When you can plot error rate per cohort live, a 5% ramp is no longer a guess; it is a controlled experiment. The flag service is now part of your safety stack, alongside CI and monitoring.
The default rollout: a developer opens LaunchDarkly or Statsig, creates a boolean flag called new_checkout, points it at 100% of users on Friday afternoon, and waits to see what Sentry says.
This works when the change is small and the surface area is one endpoint. It breaks the moment the change touches a write path, interacts with a cached value, depends on another flag, or the cohort split is not random. The fix is a rollout playbook the team runs the same way every time, with dial movements and rollback path written down before the first user sees the code.
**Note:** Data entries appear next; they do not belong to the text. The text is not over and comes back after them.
impl LuaVM {
    fn constant(&mut self, proto: &Prototype, index: usize) -> LuaResult<LuaValue> {
        match proto.constants.get(index) {
            Some(&k) => Ok(k),
            None => Err(self.bytecode_error("constant index out of range")),
        }
    }

    /// Decode an RK operand: constant-bank bit selects the constants.
    fn get_rk(
        &mut self,
        th: ThreadId,
        base: usize,
        proto: &Prototype,
        x: u32,
    ) -> LuaResult<LuaValue> {
        if Instruction::is_k(x) {
            self.constant(proto, Instruction::rk_index(x) as usize)
        } else {
            Ok(self.th(th).stack[base + x as usize])
        }
    }

    fn get_rk2(
        &mut self,
        th: ThreadId,
        base: usize,
        proto: &Prototype,
        inst: u32,
    ) -> LuaResult<(LuaValue, LuaValue)> {
        let rb = self.get_rk(th, base, proto, Instruction::get_b(inst))?;
        let rc = self.get_rk(th, base, proto, Instruction::get_c(inst))?;
        Ok((rb, rc))
    }

    /// JMP: signed pc offset; a non-zero A closes upvalues at or above
    /// base + A - 1.
    fn do_jmp(&mut self, th: ThreadId, base: usize, inst: u32, pc: &mut usize) {
        let a = Instruction::get_a(inst) as usize;
        if a > 0 {
            self.close_upvalues(th, base + a - 1);
        }
        *pc = offset_pc(*pc, Instruction::get_sbx(inst));
        self.set_frame_pc(th, *pc as u32);
    }

    /// A conditional test either skips the following JMP or executes it.
    fn cond_jump(
        &mut self,
        th: ThreadId,
        base: usize,
        proto: &Prototype,
        skip: bool,
        pc: &mut usize,
    ) -> LuaResult<()> {
        if skip {
            *pc += 1;
            self.set_frame_pc(th, *pc as u32);
            return Ok(());
        }
        let jmp = match proto.code.get(*pc) {
            Some(&i) if Instruction::get_opcode(i) == Some(OpCode::Jmp) => i,
            _ => return Err(self.bytecode_error("conditional test not followed by JMP")),
        };
        *pc += 1;
        self.do_jmp(th, base, jmp, pc);
        Ok(())
    }

    /// FORPREP: normalize the control values, pre-subtract the step.
    ///
    /// When init and step are integers but the limit is a non-integer
    /// number, the limit is clamped with floor (positive step) or ceil
    /// (negative step) into the i64 range; a limit wholly outside the
    /// iteration direction forces an empty loop.
    fn for_prep(&mut self, th: ThreadId, base: usize, a: usize) -> LuaResult<()> {
        const TWO_POW_63: f64 = 9_223_372_036_854_775_808.0;
        let init = self.th(th).stack[base + a];
        let limit = self.th(th).stack[base + a + 1];
        let step = self.th(th).stack[base + a + 2];

        if let (LuaValue::Integer(iinit), LuaValue::Integer(istep)) = (init, step) {
            if istep == 0 {
                return Err(self.error_str("'for' step is zero"));
            }
            let resolved: Option<(i64, i64)> = match limit {
                LuaValue::Integer(l) => Some((iinit, l)),
                _ => match arith::to_number(self, &limit) {
                    Some(nl) => {
                        let f = if istep > 0 { nl.floor() } else { nl.ceil() };
                        if f.is_nan() {
                            None
                        } else if istep > 0 && f < -TWO_POW_63 {
                            // limit below every integer: never runs
                            Some((0, i64::MIN))
                        } else if istep > 0 && f >= TWO_POW_63 {
                            Some((iinit, i64::MAX))
                        } else if istep < 0 && f >= TWO_POW_63 {
                            // limit above every integer: never runs
                            Some((0, i64::MAX))
                        } else if istep < 0 && f < -TWO_POW_63 {
                            Some((iinit, i64::MIN))
                        } else {
                            Some((iinit, f as i64))
                        }
                    }
                    None => None,
                },
            };
            match resolved {
                Some((start, ilimit)) => {
                    let thread = self.th_mut(th);
                    thread.stack[base + a] = LuaValue::integer(start.wrapping_sub(istep));
                    thread.stack[base + a + 1] = LuaValue::integer(ilimit);
                    return Ok(());
                }
                None => {
                    if arith::to_number(self, &limit).is_none() {
                        return Err(self.error_str("'for' limit must be a number"));
                    }
                    // NaN limit: loop never runs; fall through to float form.
                }
            }
        }

        let Some(ninit) = arith::to_number(self, &init) else {
            return Err(self.error_str("'for' initial value must be a number"));
        };
        let Some(nlimit) = arith::to_number(self, &limit) else {
            return Err(self.error_str("'for' limit must be a number"));
        };
        let Some(nstep) = arith::to_number(self, &step) else {
            return Err(self.error_str("'for' step must be a number"));
        };
        if nstep == 0.0 {
            return Err(self.error_str("'for' step is zero"));
        }
        let thread = self.th_mut(th);
        thread.stack[base + a] = LuaValue::float(ninit - nstep);
        thread.stack[base + a + 1] = LuaValue::float(nlimit);
        thread.stack[base + a + 2] = LuaValue::float(nstep);
        Ok(())
    }

    /// CLOSURE: instantiate a nested prototype, resolving each upvalue
    /// descriptor against the running frame.
    fn instantiate_closure(
        &mut self,
        th: ThreadId,
        base: usize,
        nested: &Rc<Prototype>,
        parent_upvalues: &[crate::gc::UpvalueId],
    ) -> LuaResult<LuaValue> {
        use crate::lua_value::{LuaClosure, UpvalKind};
        let mut upvals = Vec::with_capacity(nested.upvalues.len());
        for desc in &nested.upvalues {
            let uv = match desc.kind {
                UpvalKind::Local => self.find_or_create_upvalue(th, base + desc.index as usize),
                UpvalKind::Upvalue => match parent_upvalues.get(desc.index as usize) {
                    Some(&id) => id,
                    None => {
                        return Err(self.bytecode_error("upvalue descriptor out of range"));
                    }
                },
            };
            upvals.push(uv);
        }
        let id = self
            .pool
            .create_closure(LuaClosure::new(nested.clone(), upvals));
        Ok(LuaValue::Function(id))
    }
}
Pick a curve. Stick to it. Most teams converge on something close to this:
| Step | Cohort size | Min soak time | What you watch | Auto-rollback trigger |
|---|---|---|---|---|
| 1 | 1% | 1 hour | Error rate, latency p95, custom event volume | Error rate > 2x baseline |
| 2 | 5% | 4 hours | Same + conversion / completion rate | Error rate > 1.5x or conversion drop > 10% |
| 3 | 25% | 24 hours | Same + downstream service load | Any SLO breach |
| 4 | 50% | 24 hours | Same + cost / queue depth | Any SLO breach |
| 5 | 100% | Hold 7 days before cleanup | Full dashboard | Manual only |
The 1% step catches code that throws on import. The 5% step catches code that breaks under realistic concurrency. The 25% step is the first where statistical-significance tests on conversion metrics start working. The 50% step catches capacity issues (database pools, queue depth, third-party rate limits) that only surface near full load.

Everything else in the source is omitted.